Assignment -
Take the entries below and print only the lines from the one with "submission is complete" through the one with "Per-case result row", exactly as they stand, both ends included.
Segment Start: The input
//! Exam sweeps
//!
//! Side-band maintenance of exam participants. Both sweeps only touch
//! participant rows and are safe to repeat.

use std::sync::Arc;

use chrono::{DateTime, Utc};

use crate::{
    db::repositories::ContestRepo,
    error::AppResult,
    utils::cooldown_cutoff,
};

/// Statistics from one sweep
#[derive(Debug, Default, Clone, Copy, PartialEq, Eq)]
pub struct SweepStats {
    pub scanned: u64,
    pub updated: u64,
    pub errors: u64,
}

pub struct ExamService {
    contests: Arc<dyn ContestRepo>,
}

impl ExamService {
    pub fn new(contests: Arc<dyn ContestRepo>) -> Self {
        Self { contests }
    }

    /// Close every open exam of exam-mode contests that have ended
    pub async fn auto_submit_ended_exams(&self, now: DateTime<Utc>) -> AppResult<SweepStats> {
        let mut stats = SweepStats::default();

        for participant in self.contests.participants_to_auto_submit(now).await? {
            stats.scanned += 1;

            match self
                .contests
                .submit_participant(participant.contest_id, participant.user_id, now)
                .await
            {
                Ok(true) => {
                    stats.updated += 1;
                    tracing::debug!(
                        contest_id = participant.contest_id,
                        user_id = participant.user_id,
                        "Exam auto-submitted"
                    );
                }
                Ok(false) => {}
                Err(e) => {
                    stats.errors += 1;
                    tracing::warn!(
                        contest_id = participant.contest_id,
                        user_id = participant.user_id,
                        "Failed to auto-submit exam: {}",
                        e
                    );
                }
            }
        }

        tracing::info!(
            "Exam auto-submit: scanned={}, updated={}, errors={}",
            stats.scanned,
            stats.updated,
            stats.errors
        );
        Ok(stats)
    }

    /// Return locked participants to their exam once the cooldown has passed
    pub async fn auto_unlock_participants(
        &self,
        now: DateTime<Utc>,
        cooldown_minutes: i64,
    ) -> AppResult<SweepStats> {
        let mut stats = SweepStats::default();
        let locked_before = cooldown_cutoff(now, cooldown_minutes);

        for participant in self
            .contests
            .participants_to_unlock(now, locked_before)
            .await?
        {
            stats.scanned += 1;

            match self
                .contests
                .unlock_participant(participant.contest_id, participant.user_id)
                .await
            {
                Ok(true) => {
                    stats.updated += 1;
                    tracing::debug!(
                        contest_id = participant.contest_id,
                        user_id = participant.user_id,
                        "Participant unlocked"
                    );
                }
                Ok(false) => {}
                Err(e) => {
                    stats.errors += 1;
                    tracing::warn!(
                        contest_id = participant.contest_id,
                        user_id = participant.user_id,
                        "Failed to unlock participant: {}",
                        e
                    );
                }
            }
        }

        tracing::info!(
            "Exam auto-unlock: scanned={}, updated={}, errors={}",
            stats.scanned,
            stats.updated,
            stats.errors
        );
        Ok(stats)
    }
}
//! Caller identity as seen by the judge

use serde::{Deserialize, Serialize};

/// Platform-wide role of a user
#[derive(Debug, Clone, Copy, PartialEq, Eq, Serialize, Deserialize)]
#[serde(rename_all = "lowercase")]
pub enum UserRole {
    Admin,
    Teacher,
    Student,
}

impl UserRole {
    pub fn as_str(&self) -> &'static str {
        match self {
            Self::Admin => "admin",
            Self::Teacher => "teacher",
            Self::Student => "student",
        }
    }
}

/// Authenticated user making a request, supplied by the HTTP layer
#[derive(Debug, Clone, Copy, PartialEq, Eq, Serialize, Deserialize)]
pub struct Caller {
    pub user_id: i64,
    pub role: UserRole,
}

impl Caller {
    pub fn new(user_id: i64, role: UserRole) -> Self {
        Self { user_id, role }
    }

    /// Check if the platform role alone grants contest privileges
    pub fn is_staff(&self) -> bool {
        matches!(self.role, UserRole::Admin | UserRole::Teacher)
    }
}
//! Submission model

use chrono::{DateTime, Utc};
use serde::{Deserialize, Serialize};
use sqlx::FromRow;

use super::CustomTestCase;
use crate::{constants::ERROR_CAP_BYTES, utils::truncate_utf8};

/// Submission database model
#[derive(Debug, Clone, FromRow, Serialize, Deserialize)]
pub struct Submission {
    pub id: i64,
    pub user_id: i64,
    pub problem_id: i64,
    pub contest_id: Option<i64>,
    pub lab_id: Option<i64>,
    pub source_type: String,
    pub language: String,
    #[serde(skip_serializing)]
    pub code: String,
    pub is_test: bool,
    pub custom_test_cases: Option<serde_json::Value>,
    pub status: String,
    pub score: i32,
    pub exec_time: Option<i32>,
    pub memory_usage: Option<i32>,
    pub error_message: Option<String>,
    pub created_at: DateTime<Utc>,
    pub updated_at: DateTime<Utc>,
}

impl Submission {
    /// Parsed status, `None` for a value the judge does not know
    pub fn verdict(&self) -> Option<Verdict> {
        self.status.parse().ok()
    }

    /// Custom cases attached to a test submission
    pub fn custom_cases(&self) -> Result<Vec<CustomTestCase>, serde_json::Error> {
        match &self.custom_test_cases {
            Some(value) => serde_json::from_value(value.clone()),
            None => Ok(Vec::new()),
        }
    }
}

/// Row written by the admission controller
#[derive(Debug, Clone, PartialEq, Eq)]
pub struct NewSubmission {
    pub user_id: i64,
    pub problem_id: i64,
    pub contest_id: Option<i64>,
    pub lab_id: Option<i64>,
    pub source_type: SourceType,
    pub language: String,
    pub code: String,
    pub is_test: bool,
    pub custom_test_cases: Option<serde_json::Value>,
    pub status: Verdict,
    pub score: i32,
    pub error_message: Option<String>,
}

/// Whether a submission counts towards a contest
#[derive(Debug, Clone, Copy, PartialEq, Eq, Serialize, Deserialize)]
#[serde(rename_all = "lowercase")]
pub enum SourceType {
    Practice,
    Contest,
}

impl SourceType {
    pub fn for_contest(contest_id: Option<i64>) -> Self {
        if contest_id.is_some() {
            Self::Contest
        } else {
            Self::Practice
        }
    }

    pub fn as_str(&self) -> &'static str {
        match self {
            Self::Practice => "practice",
            Self::Contest => "contest",
        }
    }
}

/// Submission status
#[derive(Debug, Clone, Copy, PartialEq, Eq, Hash, Serialize, Deserialize)]
pub enum Verdict {
    #[serde(rename = "pending")]
    Pending,
    #[serde(rename = "judging")]
    Judging,
    #[serde(rename = "AC")]
    Accepted,
    #[serde(rename = "WA")]
    WrongAnswer,
    #[serde(rename = "TLE")]
    TimeLimitExceeded,
    #[serde(rename = "MLE")]
    MemoryLimitExceeded,
    #[serde(rename = "RE")]
    RuntimeError,
    #[serde(rename = "CE")]
    CompileError,
    #[serde(rename = "KR")]
    KeywordRestricted,
    #[serde(rename = "SE")]
    SystemError,
}

impl Verdict {
    /// Get verdict as its stored code
    pub fn as_str(&self) -> &'static str {
        match self {
            Self::Pending => "pending",
            Self::Judging => "judging",
            Self::Accepted => "AC",
            Self::WrongAnswer => "WA",
            Self::TimeLimitExceeded => "TLE",
            Self::MemoryLimitExceeded => "MLE",
            Self::RuntimeError => "RE",
            Self::CompileError => "CE",
            Self::KeywordRestricted => "KR",
            Self::SystemError => "SE",
        }
    }

    /// Check if judging of the submission is complete
    pub fn is_terminal(&self) -> bool {
        !matches!(self, Self::Pending | Self::Judging)
    }

    pub fn is_accepted(&self) -> bool {
        matches!(self, Self::Accepted)
    }

    /// Verdicts that end the judging loop for the whole submission
    pub fn stops_judging(&self) -> bool {
        matches!(self, Self::CompileError | Self::SystemError)
    }

    /// Keyword-restricted submissions never reach the problem counters
    pub fn counts_towards_problem(&self) -> bool {
        self.is_terminal() && !matches!(self, Self::KeywordRestricted)
    }

    /// Problem counter column bumped for this verdict, if any
    pub fn counter_column(&self) -> Option<&'static str> {
        match self {
            Self::Accepted => Some("accepted_count"),
            Self::WrongAnswer => Some("wa_count"),
            Self::TimeLimitExceeded => Some("tle_count"),
            Self::MemoryLimitExceeded => Some("mle_count"),
            Self::RuntimeError => Some("re_count"),
            Self::CompileError => Some("ce_count"),
            _ => None,
        }
    }
}

/// Error returned when a stored status code is not a verdict
#[derive(Debug, Clone, PartialEq, Eq, thiserror::Error)]
#[error("unknown verdict code: {0}")]
pub struct UnknownVerdict(pub String);

impl std::str::FromStr for Verdict {
    type Err = UnknownVerdict;

    fn from_str(s: &str) -> Result<Self, Self::Err> {
        match s {
            "pending" => Ok(Self::Pending),
            "judging" => Ok(Self::Judging),
            "AC" => Ok(Self::Accepted),
            "WA" => Ok(Self::WrongAnswer),
            "TLE" => Ok(Self::TimeLimitExceeded),
            "MLE" => Ok(Self::MemoryLimitExceeded),
            "RE" => Ok(Self::RuntimeError),
            "CE" => Ok(Self::CompileError),
            "KR" => Ok(Self::KeywordRestricted),
            "SE" => Ok(Self::SystemError),
            other => Err(UnknownVerdict(other.to_string())),
        }
    }
}

impl std::fmt::Display for Verdict {
    fn fmt(&self, f: &mut std::fmt::Formatter<'_>) -> std::fmt::Result {
        write!(f, "{}", self.as_str())
    }
}

/// Per-case result row
#[derive(Debug, Clone, FromRow, Serialize, Deserialize)]
pub struct SubmissionResult {
    pub id: i64,
    pub submission_id: i64,
    pub test_case_id: Option<i64>,
    pub status: String,
    pub exec_time: i32,
    pub memory: i32,
    pub output: Option<String>,
    pub error: Option<String>,
    pub input_snapshot: Option<String>,
    pub expected_snapshot: Option<String>,
    pub created_at: DateTime<Utc>,
}

/// Per-case result as produced by the worker
#[derive(Debug, Clone, PartialEq, Eq)]
pub struct NewSubmissionResult {
    pub submission_id: i64,
    pub test_case_id: Option<i64>,
    pub status: Verdict,
    pub exec_time: i32,
    pub memory: i32,
    pub output: Option<String>,
    pub error: Option<String>,
    pub input_snapshot: Option<String>,
    pub expected_snapshot: Option<String>,
}

/// Terminal state written once judging completes
#[derive(Debug, Clone, PartialEq, Eq)]
pub struct FinalVerdict {
    pub status: Verdict,
    pub score: i32,
    pub exec_time: i32,
    pub memory_usage: i32,
    pub error_message: Option<String>,
}

impl FinalVerdict {
    /// Verdict with no measurements, used when nothing was executed
    pub fn without_run(status: Verdict, message: impl Into<String>) -> Self {
        Self {
            status,
            score: 0,
            exec_time: 0,
            memory_usage: 0,
            error_message: Some(truncate_utf8(&message.into(), ERROR_CAP_BYTES)),
        }
    }

    pub fn system_error(message: impl Into<String>) -> Self {
        Self::without_run(Verdict::SystemError, message)
    }

    pub fn keyword_restricted(message: impl Into<String>) -> Self {
        Self::without_run(Verdict::KeywordRestricted, message)
    }
}

#[cfg(test)]
mod tests {
    use super::*;

    #[test]
    fn test_verdict_codes_parse_back() {
        for code in ["pending", "judging", "AC", "WA", "TLE", "MLE", "RE", "CE", "KR", "SE"] {
            let verdict: Verdict = code.parse().unwrap();
            assert_eq!(verdict.as_str(), code);
        }
        assert!("accepted".parse::<Verdict>().is_err());
    }

    #[test]
    fn test_terminal_verdicts() {
        assert!(!Verdict::Pending.is_terminal());
        assert!(!Verdict::Judging.is_terminal());
        assert!(Verdict::KeywordRestricted.is_terminal());
        assert!(Verdict::SystemError.is_terminal());
    }

    #[test]
    fn test_counter_columns() {
        assert_eq!(Verdict::Accepted.counter_column(), Some("accepted_count"));
        assert_eq!(Verdict::CompileError.counter_column(), Some("ce_count"));
        assert_eq!(Verdict::SystemError.counter_column(), None);
        assert_eq!(Verdict::KeywordRestricted.counter_column(), None);
        assert!(Verdict::SystemError.counts_towards_problem());
        assert!(!Verdict::KeywordRestricted.counts_towards_problem());
        assert!(!Verdict::Pending.counts_towards_problem());
    }

    fn test_submission(custom_test_cases: Option<serde_json::Value>) -> Submission {
        let now = Utc::now();
        Submission {
            id: 1,
            user_id: 1,
            problem_id: 1,
            contest_id: None,
            lab_id: None,
            source_type: "practice".to_string(),
            language: "python".to_string(),
            code: "print(1)".to_string(),
            is_test: true,
            custom_test_cases,
            status: "pending".to_string(),
            score: 0,
            exec_time: None,
            memory_usage: None,
            error_message: None,
            created_at: now,
            updated_at: now,
        }
    }

    #[test]
    fn test_custom_cases_parse() {
        assert!(test_submission(None).custom_cases().unwrap().is_empty());

        let cases = test_submission(Some(serde_json::json!([{ "input": "1 2", "expected": "3" }])))
            .custom_cases()
            .unwrap();
        assert_eq!(cases[0].expected.as_deref(), Some("3"));

        let malformed = test_submission(Some(serde_json::json!({ "input": "1 2" })));
        assert!(malformed.custom_cases().is_err());
    }

    #[test]
    fn test_serde_uses_short_codes() {
        let json = serde_json::to_string(&Verdict::TimeLimitExceeded).unwrap();
        assert_eq!(json, "\"TLE\"");
    }
}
Segment End: The input
Answer to this exercise -
    /// Check if judging of the submission is complete
    pub fn is_terminal(&self) -> bool {
        !matches!(self, Self::Pending | Self::Judging)
    }

    pub fn is_accepted(&self) -> bool {
        matches!(self, Self::Accepted)
    }

    /// Verdicts that end the judging loop for the whole submission
    pub fn stops_judging(&self) -> bool {
        matches!(self, Self::CompileError | Self::SystemError)
    }

    /// Keyword-restricted submissions never reach the problem counters
    pub fn counts_towards_problem(&self) -> bool {
        self.is_terminal() && !matches!(self, Self::KeywordRestricted)
    }

    /// Problem counter column bumped for this verdict, if any
    pub fn counter_column(&self) -> Option<&'static str> {
        match self {
            Self::Accepted => Some("accepted_count"),
            Self::WrongAnswer => Some("wa_count"),
            Self::TimeLimitExceeded => Some("tle_count"),
            Self::MemoryLimitExceeded => Some("mle_count"),
            Self::RuntimeError => Some("re_count"),
            Self::CompileError => Some("ce_count"),
            _ => None,
        }
    }
}

/// Error returned when a stored status code is not a verdict
#[derive(Debug, Clone, PartialEq, Eq, thiserror::Error)]
#[error("unknown verdict code: {0}")]
pub struct UnknownVerdict(pub String);

impl std::str::FromStr for Verdict {
    type Err = UnknownVerdict;

    fn from_str(s: &str) -> Result<Self, Self::Err> {
        match s {
            "pending" => Ok(Self::Pending),
            "judging" => Ok(Self::Judging),
            "AC" => Ok(Self::Accepted),
            "WA" => Ok(Self::WrongAnswer),
            "TLE" => Ok(Self::TimeLimitExceeded),
            "MLE" => Ok(Self::MemoryLimitExceeded),
            "RE" => Ok(Self::RuntimeError),
            "CE" => Ok(Self::CompileError),
            "KR" => Ok(Self::KeywordRestricted),
            "SE" => Ok(Self::SystemError),
            other => Err(UnknownVerdict(other.to_string())),
        }
    }
}

impl std::fmt::Display for Verdict {
    fn fmt(&self, f: &mut std::fmt::Formatter<'_>) -> std::fmt::Result {
        write!(f, "{}", self.as_str())
    }
}

/// Per-case result row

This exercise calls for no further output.